_Your goal_
Copy every line from the data below in which the string "level" can be found.

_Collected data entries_
-.-.-

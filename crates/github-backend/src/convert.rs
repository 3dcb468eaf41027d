//! Model conversions between GitHub types and sync-core types

use sync_core::{ContainerRef, IssueSpec, LabelSpec, RemoteHandle};

use crate::models::*;

pub fn create_label_from_core(label: &LabelSpec) -> CreateGitHubLabel {
    CreateGitHubLabel {
        name: label.name.clone(),
        color: label.color.trim_start_matches('#').to_string(),
        description: label.description.clone(),
    }
}

pub fn create_issue_from_core(issue: &IssueSpec) -> CreateGitHubIssue {
    CreateGitHubIssue {
        title: issue.title.clone(),
        body: issue.body.clone(),
        labels: if issue.labels.is_empty() {
            None
        } else {
            Some(issue.labels.clone())
        },
    }
}

pub fn github_repo_to_container(repo: GitHubRepo) -> ContainerRef {
    ContainerRef {
        owner: repo.owner.login,
        name: repo.name,
        full_name: repo.full_name,
        html_url: repo.html_url,
    }
}

/// Labels have no web URL in the API response; it is derived from the repository page
pub fn label_handle(label: &GitHubLabel, container: &ContainerRef) -> RemoteHandle {
    RemoteHandle {
        id: label.id,
        reference: label.name.clone(),
        url: container
            .html_url
            .as_ref()
            .map(|base| format!("{}/labels/{}", base, urlencoding::encode(&label.name))),
    }
}

pub fn issue_handle(issue: &GitHubIssue) -> RemoteHandle {
    RemoteHandle {
        id: issue.id,
        reference: format!("#{}", issue.number),
        url: issue.html_url.clone(),
    }
}
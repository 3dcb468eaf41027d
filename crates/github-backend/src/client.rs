use serde::Serialize;
use serde::de::DeserializeOwned;
use std::time::Duration;
use tracing::debug;
use ureq::Agent;
use ureq::http::Response;

use crate::error::{GitHubError, Result};
use crate::models::*;

pub const DEFAULT_API_URL: &str = "https://api.github.com";

const API_VERSION: &str = "2022-11-28";
const USER_AGENT: &str = concat!("issue-seed/", env!("CARGO_PKG_VERSION"));

/// Blocking GitHub REST API client
///
/// Not scoped to a repository: every repository operation takes the owner and
/// name explicitly.
pub struct GitHubClient {
    agent: Agent,
    base_url: String,
    token: String,
}

impl GitHubClient {
    /// Create a new GitHub client targeting api.github.com
    pub fn new(token: &str) -> Self {
        Self::with_base_url(DEFAULT_API_URL, token)
    }

    /// Create a new GitHub client with a custom base URL (for GitHub Enterprise or testing)
    pub fn with_base_url(base_url: &str, token: &str) -> Self {
        let agent = Agent::config_builder()
            .timeout_global(Some(Duration::from_secs(30)))
            .http_status_as_error(false)
            .build()
            .into();

        Self {
            agent,
            base_url: base_url.trim_end_matches('/').to_string(),
            token: token.to_string(),
        }
    }

    fn repo_url(&self, owner: &str, repo: &str, path: &str) -> String {
        format!(
            "{}/repos/{}/{}{}",
            self.base_url,
            urlencoding::encode(owner),
            urlencoding::encode(repo),
            path
        )
    }

    fn auth_header(&self) -> String {
        format!("Bearer {}", self.token)
    }

    fn get_json<T: DeserializeOwned>(&self, url: &str) -> Result<T> {
        debug!(%url, "GET");
        let response = self
            .agent
            .get(url)
            .header("Authorization", &self.auth_header())
            .header("Accept", "application/vnd.github+json")
            .header("X-GitHub-Api-Version", API_VERSION)
            .header("User-Agent", USER_AGENT)
            .call()
            .map_err(GitHubError::Http)?;

        let mut response = check_response(response)?;
        Ok(response.body_mut().read_json()?)
    }

    fn post_json<B: Serialize, T: DeserializeOwned>(&self, url: &str, body: &B) -> Result<T> {
        debug!(%url, "POST");
        let response = self
            .agent
            .post(url)
            .header("Authorization", &self.auth_header())
            .header("Accept", "application/vnd.github+json")
            .header("X-GitHub-Api-Version", API_VERSION)
            .header("User-Agent", USER_AGENT)
            .send_json(body)
            .map_err(GitHubError::Http)?;

        let mut response = check_response(response)?;
        Ok(response.body_mut().read_json()?)
    }

    // ==================== Account ====================

    /// The user the token belongs to; fails with `Unauthorized` on a bad token
    pub fn get_authenticated_user(&self) -> Result<GitHubUser> {
        self.get_json(&format!("{}/user", self.base_url))
    }

    // ==================== Repository Operations ====================

    /// Get a specific repository
    pub fn get_repo(&self, owner: &str, repo: &str) -> Result<GitHubRepo> {
        self.get_json(&self.repo_url(owner, repo, ""))
    }

    // ==================== Label Operations ====================

    /// List one page of labels for a repository
    pub fn list_labels(
        &self,
        owner: &str,
        repo: &str,
        per_page: usize,
        page: usize,
    ) -> Result<Vec<GitHubLabel>> {
        let url = format!(
            "{}?per_page={}&page={}",
            self.repo_url(owner, repo, "/labels"),
            per_page,
            page
        );
        self.get_json(&url)
    }

    /// Create a label
    pub fn create_label(
        &self,
        owner: &str,
        repo: &str,
        label: &CreateGitHubLabel,
    ) -> Result<GitHubLabel> {
        self.post_json(&self.repo_url(owner, repo, "/labels"), label)
    }

    // ==================== Issue Operations ====================

    /// List one page of the issues endpoint
    ///
    /// GitHub returns pull requests here too; callers filter them with
    /// [`GitHubIssue::is_pull_request`] after paging, since a filtered page
    /// may look short while more pages follow.
    pub fn list_issue_page(
        &self,
        owner: &str,
        repo: &str,
        state: &str,
        per_page: usize,
        page: usize,
    ) -> Result<Vec<GitHubIssue>> {
        let url = format!(
            "{}?state={}&per_page={}&page={}",
            self.repo_url(owner, repo, "/issues"),
            urlencoding::encode(state),
            per_page,
            page
        );
        self.get_json(&url)
    }

    /// Create a new issue
    pub fn create_issue(
        &self,
        owner: &str,
        repo: &str,
        issue: &CreateGitHubIssue,
    ) -> Result<GitHubIssue> {
        self.post_json(&self.repo_url(owner, repo, "/issues"), issue)
    }
}

/// Check response status and return error if not successful
fn check_response(mut response: Response<ureq::Body>) -> Result<Response<ureq::Body>> {
    let status = response.status().as_u16();

    if (200..300).contains(&status) {
        return Ok(response);
    }

    // Detect rate limiting: 429, or 403 with x-ratelimit-remaining: 0
    let quota_exhausted = response
        .headers()
        .get("x-ratelimit-remaining")
        .and_then(|v| v.to_str().ok())
        .is_some_and(|v| v == "0");
    if status == 429 || (status == 403 && quota_exhausted) {
        return Err(GitHubError::RateLimited);
    }

    let body = response
        .body_mut()
        .read_to_string()
        .unwrap_or_else(|_| String::new());
    let message = error_message(status, &body);

    match status {
        401 => Err(GitHubError::Unauthorized),
        404 => Err(GitHubError::NotFound(message)),
        _ => Err(GitHubError::Api { status, message }),
    }
}

/// Extract a readable message from a GitHub error body.
///
/// Validation failures carry their reason in `errors[].code`
/// (e.g. `already_exists`), which is appended to the top-level message.
fn error_message(status: u16, body: &str) -> String {
    let Ok(value) = serde_json::from_str::<serde_json::Value>(body) else {
        return if body.is_empty() {
            format!("HTTP {}", status)
        } else {
            body.to_string()
        };
    };

    let message = value
        .get("message")
        .and_then(|m| m.as_str())
        .unwrap_or(body)
        .to_string();

    let codes: Vec<&str> = value
        .get("errors")
        .and_then(|e| e.as_array())
        .map(|errors| {
            errors
                .iter()
                .filter_map(|e| e.get("code").and_then(|c| c.as_str()))
                .collect()
        })
        .unwrap_or_default();

    if codes.is_empty() {
        message
    } else {
        format!("{} ({})", message, codes.join(", "))
    }
}
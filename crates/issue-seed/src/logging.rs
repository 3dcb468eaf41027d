use std::io::IsTerminal;
use tracing_subscriber::{fmt, prelude::*, EnvFilter};

/// Install the global subscriber. Logs go to stderr so stdout stays parseable.
pub fn init(verbose: u8) {
    let level = match verbose {
        0 => "warn",
        1 => "info",
        _ => "debug",
    };

    // Prefer RUST_LOG from env, otherwise derive the level from -v flags
    let filter = std::env::var("RUST_LOG")
        .ok()
        .and_then(|_| EnvFilter::try_from_default_env().ok())
        .unwrap_or_else(|| EnvFilter::new(level));

    let _ = tracing_subscriber::registry()
        .with(filter)
        .with(
            fmt::layer()
                .with_writer(std::io::stderr)
                .with_ansi(std::io::stderr().is_terminal())
                .with_target(false),
        )
        .try_init();
}
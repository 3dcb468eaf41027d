use crate::cli::{OutputFormat, RemoteArgs};
use crate::config::Config;
use crate::output::output_result;
use anyhow::{anyhow, bail, Context, Result};
use github_backend::{GitHubClient, DEFAULT_API_URL};
use sync_core::{
    execute_plan, has_errors, Catalog, DryRunStore, ExistingPolicy, Phases, RunReport,
    SyncPlan,
};
use tracing::{info, warn};

/// Run a synchronization against GitHub and print the report
pub fn handle_sync(
    config: &Config,
    catalog: &Catalog,
    remote: &RemoteArgs,
    phases: Phases,
    format: OutputFormat,
) -> Result<()> {
    let token = config.require_token()?;
    let repository = config
        .repository
        .as_deref()
        .or(catalog.repository.as_deref())
        .ok_or_else(|| {
            anyhow!("No repository configured. Set via --repo, ISSUE_SEED_REPO, config file, or the catalog's `repository` key")
        })?;

    let problems = catalog.validate();
    for problem in &problems {
        warn!("catalog {}", problem);
    }
    if has_errors(&problems) {
        let errors: Vec<String> = problems.iter().map(|p| p.to_string()).collect();
        bail!("Catalog has errors:\n  {}", errors.join("\n  "));
    }

    let plan = build_plan(catalog, remote, phases);
    let api_url = config.api_url.as_deref().unwrap_or(DEFAULT_API_URL);
    let client = GitHubClient::with_base_url(api_url, token);

    info!(%repository, %api_url, dry_run = remote.dry_run, "starting synchronization");

    let report = run_plan(&client, repository, &plan, remote.dry_run)
        .with_context(|| format!("Failed to synchronize {}", repository))?;

    output_result(&report, format);
    Ok(())
}

fn build_plan(catalog: &Catalog, remote: &RemoteArgs, phases: Phases) -> SyncPlan {
    let mut plan = SyncPlan::new(catalog.label_resources(), catalog.issue_resources());
    plan.phases = phases;
    if remote.skip_existing_issues {
        plan.issue_policy = ExistingPolicy::Skip;
    }
    plan
}

fn run_plan(
    client: &GitHubClient,
    repository: &str,
    plan: &SyncPlan,
    dry_run: bool,
) -> Result<RunReport> {
    if dry_run {
        let store = DryRunStore::new(client);
        let mut report = execute_plan(&store, repository, plan)?;
        info!(planned = store.planned(), "dry run finished");
        report.dry_run = true;
        return Ok(report);
    }

    Ok(execute_plan(client, repository, plan)?)
}
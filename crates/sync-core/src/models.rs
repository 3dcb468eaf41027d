use serde::{Deserialize, Serialize};
use std::fmt;

/// Kind of remote resource managed by the synchronizer
#[derive(Debug, Clone, Copy, PartialEq, Eq, Hash, Serialize, Deserialize)]
#[serde(rename_all = "lowercase")]
pub enum ResourceKind {
    Label,
    Issue,
}

impl ResourceKind {
    /// How existing resources of this kind are treated when no policy is given.
    ///
    /// Labels are checked against the snapshot, issues are always submitted.
    pub fn default_policy(self) -> ExistingPolicy {
        match self {
            ResourceKind::Label => ExistingPolicy::Skip,
            ResourceKind::Issue => ExistingPolicy::Ignore,
        }
    }

    pub fn plural(self) -> &'static str {
        match self {
            ResourceKind::Label => "labels",
            ResourceKind::Issue => "issues",
        }
    }
}

impl fmt::Display for ResourceKind {
    fn fmt(&self, f: &mut fmt::Formatter<'_>) -> fmt::Result {
        match self {
            ResourceKind::Label => write!(f, "label"),
            ResourceKind::Issue => write!(f, "issue"),
        }
    }
}

/// Treatment of desired resources whose name is already present remotely
#[derive(Debug, Clone, Copy, PartialEq, Eq, Serialize, Deserialize)]
#[serde(rename_all = "lowercase")]
pub enum ExistingPolicy {
    /// Take a snapshot of existing names and skip matches
    Skip,
    /// Submit every item without looking at what exists
    Ignore,
}

/// Desired label
#[derive(Debug, Clone, PartialEq, Eq, Serialize, Deserialize)]
pub struct LabelSpec {
    pub name: String,
    /// Color hex string WITHOUT `#` prefix (e.g., "0e8a16")
    pub color: String,
    pub description: Option<String>,
}

/// Desired issue with its body already rendered
#[derive(Debug, Clone, PartialEq, Eq, Serialize, Deserialize)]
pub struct IssueSpec {
    pub title: String,
    pub body: Option<String>,
    #[serde(default)]
    pub labels: Vec<String>,
}

/// A named resource that should exist in the remote store
#[derive(Debug, Clone, PartialEq, Eq, Serialize, Deserialize)]
#[serde(tag = "kind", rename_all = "lowercase")]
pub enum DesiredResource {
    Label(LabelSpec),
    Issue(IssueSpec),
}

impl DesiredResource {
    /// Unique key of the resource within its collection
    pub fn name(&self) -> &str {
        match self {
            DesiredResource::Label(label) => &label.name,
            DesiredResource::Issue(issue) => &issue.title,
        }
    }

    pub fn kind(&self) -> ResourceKind {
        match self {
            DesiredResource::Label(_) => ResourceKind::Label,
            DesiredResource::Issue(_) => ResourceKind::Issue,
        }
    }
}

impl From<LabelSpec> for DesiredResource {
    fn from(label: LabelSpec) -> Self {
        DesiredResource::Label(label)
    }
}

impl From<IssueSpec> for DesiredResource {
    fn from(issue: IssueSpec) -> Self {
        DesiredResource::Issue(issue)
    }
}

/// Resolved handle to the repository that holds the resources
#[derive(Debug, Clone, PartialEq, Eq, Serialize, Deserialize)]
pub struct ContainerRef {
    pub owner: String,
    pub name: String,
    /// "owner/name"
    pub full_name: String,
    pub html_url: Option<String>,
}

impl ContainerRef {
    /// Split an "owner/name" string into a reference without remote details
    pub fn parse(full_name: &str) -> Option<Self> {
        let (owner, name) = full_name.trim().split_once('/')?;
        if owner.is_empty() || name.is_empty() || name.contains('/') {
            return None;
        }
        Some(Self {
            owner: owner.to_string(),
            name: name.to_string(),
            full_name: format!("{}/{}", owner, name),
            html_url: None,
        })
    }
}

/// Identifier and location of a resource created remotely
#[derive(Debug, Clone, PartialEq, Eq, Serialize, Deserialize)]
pub struct RemoteHandle {
    /// Store-assigned numeric ID (0 when nothing was created)
    pub id: u64,
    /// Human-readable reference, e.g. "#12" for issues or the label name
    pub reference: String,
    pub url: Option<String>,
}

/// Terminal outcome for one desired resource
#[derive(Debug, Clone, PartialEq, Eq, Serialize, Deserialize)]
#[serde(tag = "outcome", rename_all = "snake_case")]
pub enum SyncOutcome {
    Created(RemoteHandle),
    /// Name was present in the snapshot; nothing was sent
    Skipped,
    Failed {
        reason: String,
        #[serde(skip_serializing_if = "Option::is_none")]
        status: Option<u16>,
    },
}

/// Per-item result, in the same order as the desired input
#[derive(Debug, Clone, PartialEq, Eq, Serialize, Deserialize)]
pub struct SyncResult {
    pub kind: ResourceKind,
    pub name: String,
    #[serde(flatten)]
    pub outcome: SyncOutcome,
}

impl SyncResult {
    pub fn is_created(&self) -> bool {
        matches!(self.outcome, SyncOutcome::Created(_))
    }

    pub fn is_skipped(&self) -> bool {
        matches!(self.outcome, SyncOutcome::Skipped)
    }

    pub fn is_failed(&self) -> bool {
        matches!(self.outcome, SyncOutcome::Failed { .. })
    }

    /// Remote handle of the created resource, if any
    pub fn handle(&self) -> Option<&RemoteHandle> {
        match &self.outcome {
            SyncOutcome::Created(handle) => Some(handle),
            _ => None,
        }
    }
}

/// Results of one synchronization pass over a single resource kind
#[derive(Debug, Clone, PartialEq, Eq, Serialize, Deserialize)]
pub struct SyncReport {
    pub kind: ResourceKind,
    pub results: Vec<SyncResult>,
}

impl SyncReport {
    pub fn new(kind: ResourceKind) -> Self {
        Self {
            kind,
            results: Vec::new(),
        }
    }

    pub fn created_count(&self) -> usize {
        self.results.iter().filter(|r| r.is_created()).count()
    }

    pub fn skipped_count(&self) -> usize {
        self.results.iter().filter(|r| r.is_skipped()).count()
    }

    pub fn failed_count(&self) -> usize {
        self.results.iter().filter(|r| r.is_failed()).count()
    }

    /// Created items paired with their handles, in input order
    pub fn created(&self) -> impl Iterator<Item = (&SyncResult, &RemoteHandle)> {
        self.results
            .iter()
            .filter_map(|r| r.handle().map(|handle| (r, handle)))
    }

    pub fn len(&self) -> usize {
        self.results.len()
    }

    pub fn is_empty(&self) -> bool {
        self.results.is_empty()
    }
}

/// Everything a full run produced
#[derive(Debug, Clone, Serialize, Deserialize)]
pub struct RunReport {
    pub container: ContainerRef,
    /// Login of the authenticated account
    pub account: String,
    #[serde(skip_serializing_if = "Option::is_none")]
    pub labels: Option<SyncReport>,
    #[serde(skip_serializing_if = "Option::is_none")]
    pub issues: Option<SyncReport>,
    pub dry_run: bool,
}

impl RunReport {
    pub fn reports(&self) -> impl Iterator<Item = &SyncReport> {
        self.labels.iter().chain(self.issues.iter())
    }

    pub fn failed_count(&self) -> usize {
        self.reports().map(SyncReport::failed_count).sum()
    }
}
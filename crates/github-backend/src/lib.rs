pub mod client;
mod convert;
pub mod error;
pub mod models;
mod trait_impl;


pub use client::{DEFAULT_API_URL, GitHubClient};
pub use error::{GitHubError, Result};
pub use models::*;

// Re-export sync-core types for convenience
pub use sync_core::{ResourceStore, SyncError};
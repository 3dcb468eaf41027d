pub mod issue;
pub mod label;
pub mod repo;

pub use issue::*;
pub use label::*;
pub use repo::*;
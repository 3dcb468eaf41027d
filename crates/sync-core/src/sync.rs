//! Idempotent bulk synchronization of named resources
//!
//! A synchronization takes at most one snapshot of existing names, then walks the
//! desired items in order and creates what is missing. Remote failures for a
//! single item are recorded in its [`SyncResult`] and never stop the batch;
//! only failures that happen before the loop (authentication, repository lookup,
//! snapshot listing) are returned as errors.

use tracing::{debug, info, warn};

use crate::error::{Result, SyncError};
use crate::models::*;
use crate::traits::ResourceStore;

/// Synchronize `desired` using the default policy for `kind`
pub fn synchronize<S: ResourceStore + ?Sized>(
    store: &S,
    container: &ContainerRef,
    kind: ResourceKind,
    desired: &[DesiredResource],
) -> Result<SyncReport> {
    synchronize_with(store, container, kind, desired, kind.default_policy())
}

/// Synchronize `desired` with an explicit policy for existing resources
pub fn synchronize_with<S: ResourceStore + ?Sized>(
    store: &S,
    container: &ContainerRef,
    kind: ResourceKind,
    desired: &[DesiredResource],
    policy: ExistingPolicy,
) -> Result<SyncReport> {
    let existing = match policy {
        ExistingPolicy::Skip => {
            let names = store.list_existing(container, kind)?;
            debug!(
                repository = %container.full_name,
                count = names.len(),
                "snapshot of existing {}",
                kind.plural()
            );
            Some(names)
        }
        ExistingPolicy::Ignore => None,
    };

    let mut report = SyncReport::new(kind);

    for item in desired {
        let name = item.name().to_string();

        if item.kind() != kind {
            warn!(%name, expected = %kind, actual = %item.kind(), "resource kind mismatch");
            report.results.push(SyncResult {
                kind,
                name,
                outcome: SyncOutcome::Failed {
                    reason: format!("expected a {}, got a {}", kind, item.kind()),
                    status: None,
                },
            });
            continue;
        }

        if existing.as_ref().is_some_and(|names| names.contains(&name)) {
            info!(%name, "{} already exists, skipping", kind);
            report.results.push(SyncResult {
                kind,
                name,
                outcome: SyncOutcome::Skipped,
            });
            continue;
        }

        let outcome = match store.create_one(container, item) {
            Ok(handle) => {
                info!(%name, reference = %handle.reference, "created {}", kind);
                SyncOutcome::Created(handle)
            }
            Err(err) => {
                warn!(%name, error = %err, "could not create {}", kind);
                SyncOutcome::Failed {
                    status: err.status(),
                    reason: err.to_string(),
                }
            }
        };

        report.results.push(SyncResult {
            kind,
            name,
            outcome,
        });
    }

    Ok(report)
}

/// Which synchronization passes a run performs
#[derive(Debug, Clone, Copy, PartialEq, Eq, Default)]
pub enum Phases {
    #[default]
    All,
    LabelsOnly,
    IssuesOnly,
}

impl Phases {
    fn labels(self) -> bool {
        matches!(self, Phases::All | Phases::LabelsOnly)
    }

    fn issues(self) -> bool {
        matches!(self, Phases::All | Phases::IssuesOnly)
    }
}

/// Desired state for a whole run
#[derive(Debug, Clone)]
pub struct SyncPlan {
    pub labels: Vec<DesiredResource>,
    pub issues: Vec<DesiredResource>,
    pub issue_policy: ExistingPolicy,
    pub phases: Phases,
}

impl SyncPlan {
    pub fn new(labels: Vec<DesiredResource>, issues: Vec<DesiredResource>) -> Self {
        Self {
            labels,
            issues,
            issue_policy: ResourceKind::Issue.default_policy(),
            phases: Phases::All,
        }
    }
}

/// Authenticate, resolve the repository, then synchronize labels and issues.
///
/// Returns an error without touching any resource when authentication or the
/// repository lookup fails.
pub fn execute_plan<S: ResourceStore + ?Sized>(
    store: &S,
    full_name: &str,
    plan: &SyncPlan,
) -> Result<RunReport> {
    if ContainerRef::parse(full_name).is_none() {
        return Err(SyncError::InvalidInput(format!(
            "Invalid repository '{}'. Expected 'owner/name'.",
            full_name
        )));
    }

    let account = store.authenticate()?;
    info!(%account, "authenticated");

    let container = store.get_container(full_name)?;
    info!(repository = %container.full_name, "repository found");

    let labels = if plan.phases.labels() {
        Some(synchronize(
            store,
            &container,
            ResourceKind::Label,
            &plan.labels,
        )?)
    } else {
        None
    };

    let issues = if plan.phases.issues() {
        Some(synchronize_with(
            store,
            &container,
            ResourceKind::Issue,
            &plan.issues,
            plan.issue_policy,
        )?)
    } else {
        None
    };

    Ok(RunReport {
        container,
        account,
        labels,
        issues,
        dry_run: false,
    })
}
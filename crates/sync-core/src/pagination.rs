use crate::error::Result;

/// Fetch every page of a page-numbered collection.
///
/// `fetch_page` receives a 1-based page number and the page size. Fetching stops
/// on an empty or short page. There is no item cap, since existence snapshots
/// must see every item.
pub fn fetch_all_pages<T, F>(mut fetch_page: F, per_page: usize) -> Result<Vec<T>>
where
    F: FnMut(usize, usize) -> Result<Vec<T>>,
{
    let per_page = per_page.max(1);
    let mut all_results = Vec::new();
    let mut page = 1;

    loop {
        let page_results = fetch_page(page, per_page)?;
        let page_len = page_results.len();

        all_results.extend(page_results);

        if page_len < per_page {
            break;
        }

        page += 1;
    }

    Ok(all_results)
}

-.-.-

_Answer for this exercise_
/// (e.g. `already_exists`), which is appended to the top-level message.
    let level = match verbose {
    // Prefer RUST_LOG from env, otherwise derive the level from -v flags
        .unwrap_or_else(|| EnvFilter::new(level));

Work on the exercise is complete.